DEBATE has been ongoing for some time in the medical community as to whether screening programmes for breast cancer have any significant impact on the chances of survival following a cancer diagnosis. However, the results of a new study look set to help resolve the issue.
Researchers from a number of institutions, including Queen Mary University, London, UK, and the Falun Central Hospital, Falun, Sweden, gathered data from 52,438 women aged 40–69 years. A proportion of the patients opted to participate in breast cancer screening over a 39-year period in Dalarna, Sweden. The data was analysed using a new method, in which researchers quantified the number of cases of breast cancer each year that would lead to death within 10 and 20 years after diagnosis.
All participants of the study who developed breast cancer were treated according to the treatment guidelines of the time. Those who had taken part in breast cancer screening programmes were found to have a 60% lower risk of death within 10 years of diagnosis, and a 47% lower risk of death within 20 years of diagnosis. The research team suggested that the screening programmes helped to detect tumours at an earlier stage of the disease, which is easier to treat than later stages.

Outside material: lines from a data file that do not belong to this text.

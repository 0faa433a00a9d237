// SPDX-License-Identifier: Apache-2.0 OR MIT
// Copyright (c) 2025-2026 naskel.com

//! # Engine
//!
//! Untyped core shared by every typed topic of a node.
//!
//! | Module | Description |
//! |--------|-------------|
//! | `interner` | Deduplicating key, tag and filter factories |
//! | `sample` | Engine samples (encoded + lazily decoded value) |
//! | `element` | Data elements: listeners, history, callbacks |
//! | `topic` | Reader/writer topics and their subscription tables |
//! | `session` | Publisher/subscriber sessions with one peer node |
//! | `node` | Session handshake and session registry |
//! | `instance` | Per-node runtime owning all of the above |
//! | `barrier`, `executor`, `timer` | Concurrency primitives |
//!
//! ```text
//! +---------------------------------------------------------+
//! |  api: Topic / readers / writers (typed)                 |
//! +---------------------------------------------------------+
//! |  core: TopicCore -> DataElement -> History              |
//! |        Session (p/<peer>, s/<peer>)  NodeCore           |
//! +---------------------------------------------------------+
//! |  discovery: NodeSessionManager, Forwarder               |
//! +---------------------------------------------------------+
//! |  transport: Transport trait, LocalNetwork               |
//! +---------------------------------------------------------+
//! ```

pub(crate) mod barrier;
pub(crate) mod element;
pub(crate) mod executor;
pub(crate) mod instance;
pub(crate) mod interner;
pub(crate) mod node;
pub(crate) mod sample;
pub(crate) mod session;
pub(crate) mod timer;
pub(crate) mod topic;
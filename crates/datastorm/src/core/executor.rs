// SPDX-License-Identifier: Apache-2.0 OR MIT
// Copyright (c) 2025-2026 naskel.com

//! Serialized delivery of user callbacks.
//!
//! Engine code queues closures while holding topic locks; a dedicated
//! thread drains the queue in order, so application callbacks never run
//! under an engine lock and never race with each other. When the
//! application supplies its own [`Executor`], the thread hands each task to
//! it instead of running it.

use parking_lot::{Condvar, Mutex};
use crossbeam::channel::{self, Sender};
use std::sync::Arc;
use std::thread::{JoinHandle, ThreadId};

/// Unit of work queued for the application.
pub type Task = Box<dyn FnOnce() + Send>;

/// Application-supplied executor, called once per task and in queue order.
pub type Executor = Arc<dyn Fn(Task) + Send + Sync>;

pub(crate) struct CallbackExecutor {
    sender: Mutex<Option<Sender<Task>>>,
    pending: Arc<(Mutex<usize>, Condvar)>,
    worker: Mutex<Option<JoinHandle<()>>>,
    worker_id: ThreadId,
}

impl CallbackExecutor {
    pub(crate) fn new(name: &str, custom: Option<Executor>) -> std::io::Result<Self> {
        let (tx, rx) = channel::unbounded::<Task>();
        let pending = Arc::new((Mutex::new(0usize), Condvar::new()));
        let counter = pending.clone();

        let worker = std::thread::Builder::new()
            .name(format!("ds-callbacks-{}", name))
            .spawn(move || {
                while let Ok(task) = rx.recv() {
                    match &custom {
                        Some(executor) => executor(task),
                        None => task(),
                    }
                    let (count, cond) = &*counter;
                    let mut count = count.lock();
                    *count -= 1;
                    if *count == 0 {
                        cond.notify_all();
                    }
                }
                log::trace!("[EXECUTOR] stopped");
            })?;

        Ok(Self {
            sender: Mutex::new(Some(tx)),
            pending,
            worker_id: worker.thread().id(),
            worker: Mutex::new(Some(worker)),
        })
    }

    pub(crate) fn queue(&self, task: Task) {
        let sender = self.sender.lock();
        let Some(tx) = sender.as_ref() else {
            log::trace!("[EXECUTOR] dropping callback queued after shutdown");
            return;
        };
        *self.pending.0.lock() += 1;
        if tx.send(task).is_err() {
            *self.pending.0.lock() -= 1;
        }
    }

    /// Block until every task queued so far has run (or been handed to the
    /// custom executor). Returns immediately on the executor thread.
    pub(crate) fn flush(&self) {
        if std::thread::current().id() == self.worker_id {
            return;
        }
        let (count, cond) = &*self.pending;
        let mut count = count.lock();
        while *count > 0 {
            cond.wait(&mut count);
        }
    }

    /// Run the remaining tasks and stop the thread.
    pub(crate) fn shutdown(&self) {
        let sender = self.sender.lock().take();
        drop(sender);
        if std::thread::current().id() != self.worker_id {
            if let Some(worker) = self.worker.lock().take() {
                let _ = worker.join();
            }
        }
    }
}

impl Drop for CallbackExecutor {
    fn drop(&mut self) {
        self.shutdown();
    }
}

#[cfg(test)]
mod tests {
    use super::*;

    #[test]
    fn test_tasks_run_in_order() {
        let executor = CallbackExecutor::new("test", None).expect("executor");
        let seen = Arc::new(Mutex::new(Vec::new()));
        for i in 0..100 {
            let seen = seen.clone();
            executor.queue(Box::new(move || seen.lock().push(i)));
        }
        executor.flush();
        assert_eq!(*seen.lock(), (0..100).collect::<Vec<_>>());
    }

    #[test]
    fn test_custom_executor_receives_tasks() {
        let handed = Arc::new(Mutex::new(0usize));
        let counter = handed.clone();
        let custom: Executor = Arc::new(move |task: Task| {
            *counter.lock() += 1;
            task();
        });
        let executor = CallbackExecutor::new("custom", Some(custom)).expect("executor");

        let ran = Arc::new(Mutex::new(false));
        let flag = ran.clone();
        executor.queue(Box::new(move || *flag.lock() = true));
        executor.flush();

        assert_eq!(*handed.lock(), 1);
        assert!(*ran.lock());
    }

    #[test]
    fn test_shutdown_drains_queue() {
        let executor = CallbackExecutor::new("drain", None).expect("executor");
        let seen = Arc::new(Mutex::new(0usize));
        for _ in 0..10 {
            let seen = seen.clone();
            executor.queue(Box::new(move || *seen.lock() += 1));
        }
        executor.shutdown();
        assert_eq!(*seen.lock(), 10);

        // Late tasks are dropped.
        executor.queue(Box::new(|| panic!("must not run")));
        executor.flush();
    }
}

Prof Stephen Duffy, Centre for Cancer Prevention, Queen Mary University, acknowledged the progress that has been made in treatments for breast cancer but added: “However, these new results demonstrate the vital role that screening also has to play, giving women a much greater benefit from modern treatments. We need to ensure that participation in breast screening programmes improves, especially in socio-economically deprived areas.”